[Start of section]
//! Sakhi LLM - Provider Abstraction Layer
//!
//! Provider-agnostic traits for text generation and embeddings, the
//! generation-mode decoding profiles, and mock providers for testing.
//! HTTP provider implementations live under [`providers`].

pub mod providers;

use async_trait::async_trait;
use futures_util::stream::{self, BoxStream, StreamExt};
use sakhi_core::{EmbeddingVector, SakhiResult};
use serde::{Deserialize, Serialize};
use std::collections::VecDeque;
use std::sync::atomic::{AtomicUsize, Ordering};
use std::sync::Mutex;

pub use providers::groq::GroqGenerationProvider;
pub use providers::openai::OpenAIEmbeddingProvider;

/// Stream of incremental text chunks from a generation call.
pub type TextStream = BoxStream<'static, SakhiResult<String>>;

// ============================================================================
// GENERATION MODE
// ============================================================================

/// Decoding profile for a generation call.
///
/// Structured mode is low-temperature for classification and extraction;
/// Conversational mode is free-text for persona replies. Quota tiers are
/// charged by the calling component, not here.
#[derive(Debug, Clone, Copy, PartialEq, Eq, Hash, Serialize, Deserialize)]
pub enum GenerationMode {
    /// Low-temperature, bounded output for JSON-shaped answers.
    Structured,
    /// Higher-temperature free text for persona responses.
    Conversational,
}

impl GenerationMode {
    /// Sampling temperature for this mode.
    pub fn temperature(&self) -> f32 {
        match self {
            Self::Structured => 0.2,
            Self::Conversational => 0.8,
        }
    }

    /// Output token budget for this mode.
    pub fn max_tokens(&self) -> i32 {
        match self {
            Self::Structured => 1024,
            Self::Conversational => 512,
        }
    }
}

// ============================================================================
// PROVIDER TRAITS
// ============================================================================

/// Trait for text generation providers.
/// Implementations must be thread-safe (Send + Sync).
#[async_trait]
pub trait GenerationProvider: Send + Sync {
    /// Generate a complete reply for the given instructions and user text.
    async fn generate(
        &self,
        instructions: &str,
        user_text: &str,
        mode: GenerationMode,
    ) -> SakhiResult<String>;

    /// Generate a reply as a stream of incremental text chunks.
    /// Chunk boundaries are arbitrary; concatenating all chunks yields the
    /// full reply.
    async fn generate_stream(
        &self,
        instructions: &str,
        user_text: &str,
        mode: GenerationMode,
    ) -> SakhiResult<TextStream>;
}

/// Trait for embedding providers.
/// Embeddings must be deterministic for identical input.
#[async_trait]
pub trait EmbeddingProvider: Send + Sync {
    /// Generate an embedding for a single text.
    async fn embed(&self, text: &str) -> SakhiResult<EmbeddingVector>;

    /// Generate embeddings for multiple texts in a batch,
    /// in the same order as the input.
    async fn embed_batch(&self, texts: &[&str]) -> SakhiResult<Vec<EmbeddingVector>>;

    /// Number of dimensions this provider produces.
    fn dimensions(&self) -> usize;

    /// Model identifier for this provider.
    fn model_id(&self) -> &str;
}

// ============================================================================
// MOCK PROVIDERS FOR TESTING
// ============================================================================

/// Mock generation provider with scripted replies and a call counter.
///
/// Replies are consumed front-to-back; once the script is exhausted the
/// default reply is returned. Scripted errors are returned as-is, which is
/// how degraded-path behavior gets exercised in tests.
pub struct MockGenerationProvider {
    script: Mutex<VecDeque<SakhiResult<String>>>,
    default_reply: String,
    calls: AtomicUsize,
}

impl MockGenerationProvider {
    /// Create a mock that always returns `default_reply`.
    pub fn new(default_reply: impl Into<String>) -> Self {
        Self {
            script: Mutex::new(VecDeque::new()),
            default_reply: default_reply.into(),
            calls: AtomicUsize::new(0),
        }
    }

    /// Queue a scripted reply.
    pub fn push_reply(&self, reply: impl Into<String>) {
        self.script
            .lock()
            .unwrap()
            .push_back(Ok(reply.into()));
    }

    /// Queue a scripted failure.
    pub fn push_error(&self, error: sakhi_core::SakhiError) {
        self.script.lock().unwrap().push_back(Err(error));
    }

    /// Total number of generate/generate_stream calls made.
    pub fn call_count(&self) -> usize {
        self.calls.load(Ordering::SeqCst)
    }

    fn next_reply(&self) -> SakhiResult<String> {
        self.calls.fetch_add(1, Ordering::SeqCst);
        self.script
            .lock()
            .unwrap()
            .pop_front()
            .unwrap_or_else(|| Ok(self.default_reply.clone()))
    }
}

#[async_trait]
impl GenerationProvider for MockGenerationProvider {
    async fn generate(
        &self,
        _instructions: &str,
        _user_text: &str,
        _mode: GenerationMode,
    ) -> SakhiResult<String> {
        self.next_reply()
    }

    async fn generate_stream(
        &self,
        _instructions: &str,
        _user_text: &str,
        _mode: GenerationMode,
    ) -> SakhiResult<TextStream> {
        let reply = self.next_reply()?;
        // Split on word boundaries so chunking behavior is exercised.
        let chunks: Vec<SakhiResult<String>> = reply
            .split_inclusive(' ')
            .map(|s| Ok(s.to_string()))
            .collect();
        Ok(stream::iter(chunks).boxed())
    }
}

impl std::fmt::Debug for MockGenerationProvider {
    fn fmt(&self, f: &mut std::fmt::Formatter<'_>) -> std::fmt::Result {
        f.debug_struct("MockGenerationProvider")
            .field("calls", &self.call_count())
            .finish()
    }
}

/// Mock embedding provider for testing.
/// Generates deterministic embeddings based on text content.
#[derive(Debug, Clone)]
pub struct MockEmbeddingProvider {
    model_id: String,
    dimensions: usize,
}

impl MockEmbeddingProvider {
    /// Create a new mock embedding provider.
    pub fn new(model_id: impl Into<String>, dimensions: usize) -> Self {
        Self {
            model_id: model_id.into(),
            dimensions,
        }
    }

    /// Generate a deterministic embedding from text.
    /// Uses a simple byte-accumulation approach for reproducibility.
    fn generate_embedding(&self, text: &str) -> Vec<f32> {
        let mut data = vec![0.0f32; self.dimensions];

        for (i, byte) in text.bytes().enumerate() {
            let idx = i % self.dimensions;
            data[idx] += (byte as f32) / 255.0;
        }

        // Normalize to unit vector
        let norm: f32 = data.iter().map(|x| x * x).sum::<f32>().sqrt();
        if norm > 0.0 {
            for x in &mut data {
                *x /= norm;
            }
        }

        data
    }
}

#[async_trait]
impl EmbeddingProvider for MockEmbeddingProvider {
    async fn embed(&self, text: &str) -> SakhiResult<EmbeddingVector> {
        Ok(EmbeddingVector::new(self.generate_embedding(text)))
    }

    async fn embed_batch(&self, texts: &[&str]) -> SakhiResult<Vec<EmbeddingVector>> {
        let mut embeddings = Vec::with_capacity(texts.len());
        for text in texts {
            embeddings.push(self.embed(text).await?);
        }
        Ok(embeddings)
    }

    fn dimensions(&self) -> usize {
        self.dimensions
    }

    fn model_id(&self) -> &str {
        &self.model_id
    }
}

// ============================================================================
// UNIT TESTS
// ============================================================================
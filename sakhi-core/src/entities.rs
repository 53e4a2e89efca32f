//! Persistent entity types: facts, users, conversations, messages.

use crate::{EmbeddingVector, ConversationStatus, InterfaceKind, Language, MessageRole, MessageType};
use chrono::{DateTime, Utc};
use serde::{Deserialize, Serialize};
use std::collections::BTreeMap;
use uuid::Uuid;

// ============================================================================
// FACT
// ============================================================================

/// An atomic personal-context record tied to exactly one user.
///
/// Facts are immutable after creation; the only removal paths are an
/// explicit per-fact delete or a whole-user purge.
#[derive(Debug, Clone, PartialEq, Serialize, Deserialize)]
pub struct Fact {
    /// Unique identifier, immutable after creation.
    pub fact_id: Uuid,
    /// Owning user.
    pub user_id: Uuid,
    /// Name of the person/thing the fact is about (e.g. "Rahul", "Mom").
    pub entity: String,
    /// Relation label (e.g. "friend", "family", "project").
    pub relation: String,
    /// Attribute name (e.g. "profession", "health issue").
    pub attribute: String,
    /// Attribute value (e.g. "dancer", "recovering").
    pub value: String,
    /// Verbatim sentence the fact was extracted from.
    pub context: String,
    /// Creation timestamp.
    pub created_at: DateTime<Utc>,
    /// Embedding of the document text; attached by the fact store on write.
    pub embedding: Option<EmbeddingVector>,
}

impl Fact {
    /// Create a fresh fact with a new id and the current timestamp.
    /// The embedding is attached later by the fact store.
    pub fn new(
        user_id: Uuid,
        entity: impl Into<String>,
        relation: impl Into<String>,
        attribute: impl Into<String>,
        value: impl Into<String>,
        context: impl Into<String>,
    ) -> Self {
        Self {
            fact_id: Uuid::now_v7(),
            user_id,
            entity: entity.into(),
            relation: relation.into(),
            attribute: attribute.into(),
            value: value.into(),
            context: context.into(),
            created_at: Utc::now(),
            embedding: None,
        }
    }

    /// The text that gets embedded and searched against.
    pub fn document_text(&self) -> String {
        format!(
            "{} {} {}: {}. Context: {}",
            self.entity, self.relation, self.attribute, self.value, self.context
        )
    }
}

// ============================================================================
// ENTITY GRAPH
// ============================================================================

/// Derived relationship view for one (user, entity) pair.
///
/// Built at query time by aggregating facts; never stored. BTreeMaps keep
/// iteration order deterministic for prompt rendering and tests.
#[derive(Debug, Clone, PartialEq, Default, Serialize, Deserialize)]
pub struct EntityGraph {
    /// Entity this graph describes.
    pub entity: String,
    /// Relation label -> related values, insertion-deduplicated.
    pub relationships: BTreeMap<String, Vec<String>>,
    /// Attribute name -> most recent value.
    pub attributes: BTreeMap<String, String>,
}

impl EntityGraph {
    /// Empty graph for an entity.
    pub fn new(entity: impl Into<String>) -> Self {
        Self {
            entity: entity.into(),
            relationships: BTreeMap::new(),
            attributes: BTreeMap::new(),
        }
    }

    /// Fold one fact into the graph.
    pub fn absorb(&mut self, fact: &Fact) {
        let values = self
            .relationships
            .entry(fact.relation.clone())
            .or_default();
        if !values.contains(&fact.value) {
            values.push(fact.value.clone());
        }
        self.attributes
            .insert(fact.attribute.clone(), fact.value.clone());
    }

    /// Whether any fact contributed to this graph.
    pub fn is_empty(&self) -> bool {
        self.relationships.is_empty() && self.attributes.is_empty()
    }
}

// ============================================================================
// USER
// ============================================================================

/// Canonical user record. External identifiers from every interface map to
/// exactly one of these, which is what makes history interface-agnostic.
#[derive(Debug, Clone, PartialEq, Serialize, Deserialize)]
pub struct UserRecord {
    pub user_id: Uuid,
    /// Display name, if known.
    pub name: Option<String>,
    /// External identifiers, e.g. "telegram:12345", "web:abc-session".
    pub external_ids: Vec<String>,
    pub preferred_language: Language,
    pub created_at: DateTime<Utc>,
    pub last_active_at: DateTime<Utc>,
}

impl UserRecord {
    /// Canonical external-id form for an (interface, platform id) pair.
    /// One deterministic mapping per interface, no special-casing elsewhere.
    pub fn external_key(interface: InterfaceKind, platform_id: &str) -> String {
        format!("{}:{}", interface.as_db_str(), platform_id)
    }
}

// ============================================================================
// CONVERSATION AND MESSAGES
// ============================================================================

/// A conversation thread. Opened implicitly on first message for a
/// (user, interface) pair, closed only by an explicit end.
#[derive(Debug, Clone, PartialEq, Serialize, Deserialize)]
pub struct Conversation {
    pub conversation_id: Uuid,
    pub user_id: Uuid,
    /// Interface the conversation was opened from.
    pub interface: InterfaceKind,
    pub status: ConversationStatus,
    pub started_at: DateTime<Utc>,
    pub ended_at: Option<DateTime<Utc>>,
}

/// A persisted message within a conversation.
#[derive(Debug, Clone, PartialEq, Serialize, Deserialize)]
pub struct StoredMessage {
    pub message_id: Uuid,
    pub conversation_id: Uuid,
    /// Monotonic position within the conversation, assigned by the store.
    pub sequence: i64,
    pub role: MessageRole,
    pub content: String,
    pub language: Language,
    pub message_type: MessageType,
    pub created_at: DateTime<Utc>,
    /// Arbitrary metadata (tone, concealment flag, originating interface).
    pub metadata: Option<serde_json::Value>,
}

/// A (role, content) pair as fed to prompt assembly. Oldest-first ordering
/// is the caller's responsibility.
#[derive(Debug, Clone, PartialEq, Serialize, Deserialize)]
pub struct HistoryTurn {
    pub role: MessageRole,
    pub content: String,
}

impl From<&StoredMessage> for HistoryTurn {
    fn from(msg: &StoredMessage) -> Self {
        Self {
            role: msg.role,
            content: msg.content.clone(),
        }
    }
}

// =============================================================================
// TESTS
// =============================================================================

#[cfg(test)]
mod tests {
    use super::*;

    fn make_test_fact(user_id: Uuid) -> Fact {
        Fact::new(
            user_id,
            "Rahul",
            "friend",
            "profession",
            "dancer",
            "My friend Rahul is a dancer",
        )
    }

    #[test]
    fn test_fact_new_assigns_fresh_id() {
        let user_id = Uuid::now_v7();
        let a = make_test_fact(user_id);
        let b = make_test_fact(user_id);
        assert_ne!(a.fact_id, b.fact_id);
        assert_eq!(a.user_id, user_id);
        assert!(a.embedding.is_none());
    }

    #[test]
    fn test_fact_document_text() {
        let fact = make_test_fact(Uuid::now_v7());
        let doc = fact.document_text();
        assert!(doc.contains("Rahul"));
        assert!(doc.contains("friend"));
        assert!(doc.contains("dancer"));
        assert!(doc.contains("My friend Rahul is a dancer"));
    }

    #[test]
    fn test_entity_graph_absorb() {
        let user_id = Uuid::now_v7();
        let mut graph = EntityGraph::new("Rahul");
        assert!(graph.is_empty());

        graph.absorb(&make_test_fact(user_id));
        assert!(!graph.is_empty());
        assert_eq!(graph.relationships["friend"], vec!["dancer".to_string()]);
        assert_eq!(graph.attributes["profession"], "dancer");
    }

    #[test]
    fn test_entity_graph_deduplicates_relation_values() {
        let user_id = Uuid::now_v7();
        let mut graph = EntityGraph::new("Rahul");
        let fact = make_test_fact(user_id);
        graph.absorb(&fact);
        graph.absorb(&fact);
        assert_eq!(graph.relationships["friend"].len(), 1);
    }

    #[test]
    fn test_entity_graph_attribute_takes_latest() {
        let user_id = Uuid::now_v7();
        let mut graph = EntityGraph::new("Rahul");
        graph.absorb(&make_test_fact(user_id));

        let updated = Fact::new(
            user_id,
            "Rahul",
            "friend",
            "profession",
            "choreographer",
            "Rahul became a choreographer",
        );
        graph.absorb(&updated);
        assert_eq!(graph.attributes["profession"], "choreographer");
    }

    #[test]
    fn test_external_key_is_deterministic() {
        let a = UserRecord::external_key(InterfaceKind::Telegram, "12345");
        let b = UserRecord::external_key(InterfaceKind::Telegram, "12345");
        assert_eq!(a, b);
        assert_eq!(a, "telegram:12345");

        let web = UserRecord::external_key(InterfaceKind::Web, "12345");
        assert_ne!(a, web);
    }

    #[test]
    fn test_history_turn_from_stored_message() {
        let msg = StoredMessage {
            message_id: Uuid::now_v7(),
            conversation_id: Uuid::now_v7(),
            sequence: 1,
            role: MessageRole::User,
            content: "hello".to_string(),
            language: Language::English,
            message_type: MessageType::Text,
            created_at: Utc::now(),
            metadata: None,
        };
        let turn = HistoryTurn::from(&msg);
        assert_eq!(turn.role, MessageRole::User);
        assert_eq!(turn.content, "hello");
    }
}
[End of section]
Show each line in the entries that holds the string "pair".

* [ANSWER SPACE]
/// Derived relationship view for one (user, entity) pair.
    /// Canonical external-id form for an (interface, platform id) pair.
/// (user, interface) pair, closed only by an explicit end.
/// A (role, content) pair as fed to prompt assembly. Oldest-first ordering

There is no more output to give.